== WHAT NEEDS TO BE DONE ==
What is the number of lines in these records that hold the word "Neutral"? Reply with that number alone.

──────── SOURCE DATA ────────

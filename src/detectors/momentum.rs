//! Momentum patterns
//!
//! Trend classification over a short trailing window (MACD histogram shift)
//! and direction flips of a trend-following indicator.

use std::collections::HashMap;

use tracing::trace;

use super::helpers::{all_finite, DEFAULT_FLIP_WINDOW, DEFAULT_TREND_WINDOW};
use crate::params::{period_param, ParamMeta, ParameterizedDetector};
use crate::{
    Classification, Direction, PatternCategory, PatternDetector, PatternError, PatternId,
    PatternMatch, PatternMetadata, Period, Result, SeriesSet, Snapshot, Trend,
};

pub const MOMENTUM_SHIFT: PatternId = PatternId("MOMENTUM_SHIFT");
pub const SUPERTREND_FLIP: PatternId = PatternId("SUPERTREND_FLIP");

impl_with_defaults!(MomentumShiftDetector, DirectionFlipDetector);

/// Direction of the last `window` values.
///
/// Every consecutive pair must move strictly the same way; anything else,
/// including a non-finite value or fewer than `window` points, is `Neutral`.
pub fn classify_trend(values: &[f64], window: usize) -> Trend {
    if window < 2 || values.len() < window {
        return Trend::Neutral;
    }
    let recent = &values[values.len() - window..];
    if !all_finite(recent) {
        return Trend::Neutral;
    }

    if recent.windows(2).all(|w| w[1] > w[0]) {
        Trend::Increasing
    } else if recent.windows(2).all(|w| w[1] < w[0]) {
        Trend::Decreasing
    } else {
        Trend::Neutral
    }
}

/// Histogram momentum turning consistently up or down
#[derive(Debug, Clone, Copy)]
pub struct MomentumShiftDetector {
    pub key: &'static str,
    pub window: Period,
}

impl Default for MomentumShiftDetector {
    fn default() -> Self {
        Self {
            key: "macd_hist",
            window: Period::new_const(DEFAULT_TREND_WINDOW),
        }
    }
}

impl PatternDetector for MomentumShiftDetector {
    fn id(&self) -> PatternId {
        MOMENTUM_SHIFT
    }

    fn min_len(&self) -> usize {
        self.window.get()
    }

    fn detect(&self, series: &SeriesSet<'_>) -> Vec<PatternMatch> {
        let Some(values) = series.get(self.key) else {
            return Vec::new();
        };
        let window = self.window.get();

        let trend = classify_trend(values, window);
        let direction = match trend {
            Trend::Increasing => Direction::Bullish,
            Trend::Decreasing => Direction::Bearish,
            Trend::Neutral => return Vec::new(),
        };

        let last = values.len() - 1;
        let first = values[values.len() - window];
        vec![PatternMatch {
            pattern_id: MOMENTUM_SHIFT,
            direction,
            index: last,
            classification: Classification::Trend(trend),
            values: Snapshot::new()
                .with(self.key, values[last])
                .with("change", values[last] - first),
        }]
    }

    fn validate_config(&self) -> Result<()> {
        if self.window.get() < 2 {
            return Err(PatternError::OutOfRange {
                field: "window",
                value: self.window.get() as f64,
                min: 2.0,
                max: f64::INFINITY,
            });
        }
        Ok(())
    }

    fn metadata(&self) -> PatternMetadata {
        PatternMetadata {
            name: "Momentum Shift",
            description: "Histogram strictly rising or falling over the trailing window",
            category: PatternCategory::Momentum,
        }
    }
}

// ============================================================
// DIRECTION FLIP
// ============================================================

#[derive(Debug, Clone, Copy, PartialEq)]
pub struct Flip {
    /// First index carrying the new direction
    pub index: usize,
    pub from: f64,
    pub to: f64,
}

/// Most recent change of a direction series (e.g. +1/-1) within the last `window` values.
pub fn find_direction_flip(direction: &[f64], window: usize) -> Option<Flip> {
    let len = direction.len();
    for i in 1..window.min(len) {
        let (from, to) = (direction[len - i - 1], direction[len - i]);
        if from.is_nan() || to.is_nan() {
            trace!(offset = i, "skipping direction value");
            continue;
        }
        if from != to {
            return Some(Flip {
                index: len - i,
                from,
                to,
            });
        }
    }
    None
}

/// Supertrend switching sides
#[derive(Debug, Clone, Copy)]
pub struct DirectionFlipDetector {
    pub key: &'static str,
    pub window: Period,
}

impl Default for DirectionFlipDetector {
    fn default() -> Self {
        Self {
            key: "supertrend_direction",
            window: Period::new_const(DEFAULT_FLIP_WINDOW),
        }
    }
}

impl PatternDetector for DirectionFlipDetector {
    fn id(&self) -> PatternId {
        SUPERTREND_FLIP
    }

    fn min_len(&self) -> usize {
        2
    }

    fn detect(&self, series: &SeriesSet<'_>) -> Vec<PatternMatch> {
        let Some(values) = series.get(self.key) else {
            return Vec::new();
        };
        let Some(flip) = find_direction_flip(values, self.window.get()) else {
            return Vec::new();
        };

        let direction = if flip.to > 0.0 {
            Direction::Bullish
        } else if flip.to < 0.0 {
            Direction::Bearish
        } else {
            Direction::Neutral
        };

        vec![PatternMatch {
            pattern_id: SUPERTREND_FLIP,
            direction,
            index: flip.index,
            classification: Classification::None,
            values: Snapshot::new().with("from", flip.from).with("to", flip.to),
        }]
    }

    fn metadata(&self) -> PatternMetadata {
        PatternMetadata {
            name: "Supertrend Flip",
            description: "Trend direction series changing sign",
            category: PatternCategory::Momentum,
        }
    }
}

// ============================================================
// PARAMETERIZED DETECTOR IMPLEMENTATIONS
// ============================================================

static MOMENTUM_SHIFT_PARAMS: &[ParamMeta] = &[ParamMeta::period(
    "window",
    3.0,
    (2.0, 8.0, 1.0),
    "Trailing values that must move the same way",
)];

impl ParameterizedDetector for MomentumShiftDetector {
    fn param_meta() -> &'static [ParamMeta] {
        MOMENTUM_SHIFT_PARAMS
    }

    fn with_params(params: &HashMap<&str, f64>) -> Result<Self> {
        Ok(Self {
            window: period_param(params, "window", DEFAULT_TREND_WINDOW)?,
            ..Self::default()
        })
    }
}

────────

== RESULT OF THE TASK ==
6